I therefore create this subject because it is an interesting study on the Imperial Collge in London: https://www.imperial.ac.uk/ et https://fr.wikipedia.org/wiki/Imperial_College_London
This study published on March 16, 2020 concerns effects of different types of containment on the progression of the COVID19 epidemic and its results are worrying ... Without confinement this study predicts up to 60 deaths a day in the USA for a total of 000 million deaths!
To read download here: https://www.imperial.ac.uk/media/imperi ... 3-2020.pdf
WHO Collaborating Center for Infectious Disease Modeling
MRC Center for Global Infectious Disease Analysis
Abdul Latif Jameel Institute for Disease and Emergency Analytics
Imperial College London
This study is only a mathematical modeling and does not take into account any possible traitement!
It therefore concerns different types of more or less rigorous containment.
Some results are therefore worrying:
- the study already starts with 5 months of confinement (therefore already more than the Chinese confinement of just over 2 months),
- peak reached in the 2nd part of MAY 2020
- possibility of such a serious relapse in December 2020 ... (but there, I did not understand why or how?)

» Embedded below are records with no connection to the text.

//! Texture handles and GPU textures.
//!
//! A [`TextureHandle`] is what materials hold: a shared slot that starts out
//! pending, is filled in once the asset loader has decoded the image, and
//! carries the sampling parameters and colour-space tag that the GPU upload
//! needs. [`Texture`] is the uploaded wgpu resource.

use std::{cell::RefCell, fmt, rc::Rc};

use image::RgbaImage;

/// How the texel values of an image are to be interpreted.
#[derive(Clone, Copy, Debug, PartialEq, Eq)]
pub enum ColourSpace {
    /// Colour maps authored in sRGB; decoded to linear by the sampler.
    Srgb,
    /// Data maps (normals, roughness, heights...) read as-is.
    Linear,
}

impl ColourSpace {
    pub fn texture_format(&self) -> wgpu::TextureFormat {
        match self {
            ColourSpace::Srgb => wgpu::TextureFormat::Rgba8UnormSrgb,
            ColourSpace::Linear => wgpu::TextureFormat::Rgba8Unorm,
        }
    }
}

#[derive(Clone, Copy, Debug, PartialEq, Eq, Default)]
pub enum Wrap {
    #[default]
    ClampToEdge,
    Repeat,
    MirroredRepeat,
}

impl From<Wrap> for wgpu::AddressMode {
    fn from(wrap: Wrap) -> Self {
        match wrap {
            Wrap::ClampToEdge => wgpu::AddressMode::ClampToEdge,
            Wrap::Repeat => wgpu::AddressMode::Repeat,
            Wrap::MirroredRepeat => wgpu::AddressMode::MirrorRepeat,
        }
    }
}

/// Sampling parameters: uv repeat factors and wrap mode per axis.
#[derive(Clone, Copy, Debug, PartialEq)]
pub struct Sampling {
    pub repeat: [f32; 2],
    pub wrap_s: Wrap,
    pub wrap_t: Wrap,
}

impl Default for Sampling {
    fn default() -> Self {
        Self {
            repeat: [1.0, 1.0],
            wrap_s: Wrap::ClampToEdge,
            wrap_t: Wrap::ClampToEdge,
        }
    }
}

#[derive(Debug)]
pub enum TextureStatus {
    Pending,
    Ready(RgbaImage),
    Failed(String),
}

#[derive(Debug)]
struct TextureSource {
    url: String,
    colour_space: ColourSpace,
    sampling: Sampling,
    status: TextureStatus,
    version: u64,
}

/// Shared, single-threaded handle to a texture that may still be loading.
///
/// Cloning the handle shares the slot: every material holding a clone sees
/// the image as soon as it is resolved.
#[derive(Clone)]
pub struct TextureHandle(Rc<RefCell<TextureSource>>);

impl TextureHandle {
    pub fn new(url: &str, colour_space: ColourSpace) -> Self {
        Self(Rc::new(RefCell::new(TextureSource {
            url: url.to_string(),
            colour_space,
            sampling: Sampling::default(),
            status: TextureStatus::Pending,
            version: 0,
        })))
    }

    pub fn url(&self) -> String {
        self.0.borrow().url.clone()
    }

    pub fn colour_space(&self) -> ColourSpace {
        self.0.borrow().colour_space
    }

    pub fn sampling(&self) -> Sampling {
        self.0.borrow().sampling
    }

    /// Bumped whenever the image or its sampling parameters change.
    pub fn version(&self) -> u64 {
        self.0.borrow().version
    }

    pub fn set_repeat(&self, x: f32, y: f32) -> &Self {
        let mut source = self.0.borrow_mut();
        source.sampling.repeat = [x, y];
        source.version += 1;
        drop(source);
        self
    }

    pub fn set_wrap(&self, wrap_s: Wrap, wrap_t: Wrap) -> &Self {
        let mut source = self.0.borrow_mut();
        source.sampling.wrap_s = wrap_s;
        source.sampling.wrap_t = wrap_t;
        source.version += 1;
        drop(source);
        self
    }

    pub fn is_ready(&self) -> bool {
        matches!(self.0.borrow().status, TextureStatus::Ready(_))
    }

    pub fn is_failed(&self) -> bool {
        matches!(self.0.borrow().status, TextureStatus::Failed(_))
    }

    pub fn is_pending(&self) -> bool {
        matches!(self.0.borrow().status, TextureStatus::Pending)
    }

    pub fn dimensions(&self) -> Option<(u32, u32)> {
        self.with_image(|img| img.dimensions())
    }

    /// Runs `f` on the decoded image, if there is one.
    pub fn with_image<R>(&self, f: impl FnOnce(&RgbaImage) -> R) -> Option<R> {
        match &self.0.borrow().status {
            TextureStatus::Ready(img) => Some(f(img)),
            _ => None,
        }
    }

    /// Stores the outcome of a load. Returns whether the texture is usable.
    pub(crate) fn resolve(&self, result: &anyhow::Result<RgbaImage>) -> bool {
        let mut source = self.0.borrow_mut();
        source.status = match result {
            Ok(img) => TextureStatus::Ready(img.clone()),
            Err(e) => TextureStatus::Failed(e.to_string()),
        };
        source.version += 1;
        matches!(source.status, TextureStatus::Ready(_))
    }

    pub fn ptr_eq(&self, other: &TextureHandle) -> bool {
        Rc::ptr_eq(&self.0, &other.0)
    }

    /// Identity of the shared slot, used as a GPU cache key.
    pub(crate) fn key(&self) -> usize {
        Rc::as_ptr(&self.0) as usize
    }
}

impl fmt::Debug for TextureHandle {
    fn fmt(&self, f: &mut fmt::Formatter<'_>) -> fmt::Result {
        let source = self.0.borrow();
        let status = match source.status {
            TextureStatus::Pending => "pending",
            TextureStatus::Ready(_) => "ready",
            TextureStatus::Failed(_) => "failed",
        };
        f.debug_struct("TextureHandle")
            .field("url", &source.url)
            .field("status", &status)
            .field("version", &source.version)
            .finish()
    }
}

/// A GPU texture with a view and optional sampler.
#[derive(Clone, Debug)]
pub struct Texture {
    #[allow(unused)]
    pub texture: wgpu::Texture,
    pub view: wgpu::TextureView,
    pub sampler: Option<wgpu::Sampler>,
}

impl Texture {
    /// Standard depth buffer texture format (32-bit float).
    pub const DEPTH_FORMAT: wgpu::TextureFormat = wgpu::TextureFormat::Depth32Float;

    /// Create a depth texture for depth-testing during rendering.
    ///
    /// * `size` is [width, height] of the texture in pixels
    /// * `label` is used as a debug label for the GPU resource
    pub fn create_depth_texture(device: &wgpu::Device, size: [u32; 2], label: &str) -> Self {
        let size = wgpu::Extent3d {
            width: size[0].max(1),
            height: size[1].max(1),
            depth_or_array_layers: 1,
        };
        let desc = wgpu::TextureDescriptor {
            label: Some(label),
            size,
            mip_level_count: 1,
            sample_count: 1,
            dimension: wgpu::TextureDimension::D2,
            format: Self::DEPTH_FORMAT,
            usage: wgpu::TextureUsages::RENDER_ATTACHMENT | wgpu::TextureUsages::TEXTURE_BINDING,
            view_formats: &[Self::DEPTH_FORMAT],
        };
        let texture = device.create_texture(&desc);
        let view = texture.create_view(&wgpu::TextureViewDescriptor::default());

        Self {
            texture,
            view,
            sampler: None,
        }
    }

    /// A 1x1 texture of a single colour.
    ///
    /// Used in place of absent material maps so the shader can always sample:
    /// white leaves colour/alpha/occlusion/roughness untouched, black means no
    /// displacement and (127, 127, 255) is the flat tangent-space normal.
    pub fn create_solid(
        device: &wgpu::Device,
        queue: &wgpu::Queue,
        rgba: [u8; 4],
        colour_space: ColourSpace,
        label: &str,
    ) -> Self {
        let img = RgbaImage::from_pixel(1, 1, image::Rgba(rgba));
        Self::from_image(device, queue, &img, Some(label), colour_space, &Sampling::default())
    }

    pub fn from_image(
        device: &wgpu::Device,
        queue: &wgpu::Queue,
        img: &RgbaImage,
        label: Option<&str>,
        colour_space: ColourSpace,
        sampling: &Sampling,
    ) -> Self {
        let dimensions = img.dimensions();
        let size = wgpu::Extent3d {
            width: dimensions.0,
            height: dimensions.1,
            depth_or_array_layers: 1,
        };
        let texture = device.create_texture(&wgpu::TextureDescriptor {
            label,
            size,
            mip_level_count: 1,
            sample_count: 1,
            dimension: wgpu::TextureDimension::D2,
            format: colour_space.texture_format(),
            usage: wgpu::TextureUsages::TEXTURE_BINDING | wgpu::TextureUsages::COPY_DST,
            view_formats: &[],
        });

        queue.write_texture(
            wgpu::TexelCopyTextureInfo {
                aspect: wgpu::TextureAspect::All,
                texture: &texture,
                mip_level: 0,
                origin: wgpu::Origin3d::ZERO,
            },
            img.as_raw(),
            wgpu::TexelCopyBufferLayout {
                offset: 0,
                bytes_per_row: Some(4 * dimensions.0),
                rows_per_image: Some(dimensions.1),
            },
            size,
        );

        let view = texture.create_view(&wgpu::TextureViewDescriptor::default());
        let sampler = Some(create_sampler(device, sampling));

        Self {
            texture,
            view,
            sampler,
        }
    }
}

pub fn create_sampler(device: &wgpu::Device, sampling: &Sampling) -> wgpu::Sampler {
    device.create_sampler(&wgpu::SamplerDescriptor {
        label: Some("material sampler"),
        address_mode_u: sampling.wrap_s.into(),
        address_mode_v: sampling.wrap_t.into(),
        address_mode_w: wgpu::AddressMode::ClampToEdge,
        mag_filter: wgpu::FilterMode::Linear,
        min_filter: wgpu::FilterMode::Linear,
        ..Default::default()
    })
}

I did not read everything in detail but I extracted the main curves below ... it sucks guys!
Fortunately this is only theory and as the saying goes ...
"If theory worked in practice all the time it would be known!"
Here are the main data ... in your handkerchiefs!
Summary in Google Translated:
The global impact of COVID-19 has been profound and the public health threat it represents is the most serious observed in a respiratory virus since the H1N1 pandemic of 1918. We present here the results of the epidemiological modeling which informed policy making in the UK and other countries. those last weeks. In the absence of a COVID-19 vaccine, reassessing the potential role of a number of public health measures - so-called non-pharmaceutical interventions (NPIs) - aimed at reducing contact rates in the population and therefore reducing transmission of the virus. In the results presented here, we apply a microsimulation model previously published to two countries: the United Kingdom (in particular Great Britain) and the United States. We conclude that the effectiveness of any intervention in isolation is likely to be limited, requiring the combination of several interventions to have a substantial impact on transmission.
Two basic strategies are possible: (a) mitigation, which focuses on slowing down, but not necessarily stopping the spread of the epidemic - reducing maximum demand for health care while protecting those most at risk at risk of serious illness against infections, and (b) suppression, which aims to reverse epidemic growth, reducing the number of cases to low levels and maintaining this situation indefinitely. Each policy has major challenges. We find that optimal mitigation policies (combining the isolation at home of suspect cases, the quarantine at home of people living in the same household as suspect cases and the social distancing of the elderly and the most vulnerable risk of serious illness) could cut health care demand peak by 2/3 and deaths by half. However, the resulting mitigated epidemic would likely result in hundreds of thousands of deaths and health systems (including intensive care units) repeatedly overwhelmed, which leaves repression as the preferred political option for countries able to achieve it.
We show that in the context of the United Kingdom and the United States, repression will require at least a combination of social distancing from the entire population, home isolation of cases and quarantining of their members. family. This may need to be complemented by school and university closings, but it must be recognized that these closings can have negative impacts on health systems and absenteeism.
The main challenge of law enforcement is that this type of intensive intervention - or something equivalent effective in reducing transmission - will need to be maintained until a vaccine becomes available (potentially 18 months or more) - since we predict that transmission will rebound quickly if interventions are relaxed. show that intermittent social distancing - triggered by trends in disease surveillance - can allow interventions to be temporarily relaxed in relatively short periods of time, but measures will have to be reintroduced if or when the number of cases rebounds. Finally, while experience in China and now in South Korea shows that removal is possible in the short term, it remains to be seen whether this is possible in the long term and whether the social and economic costs of the interventions adopted so far can be reduced.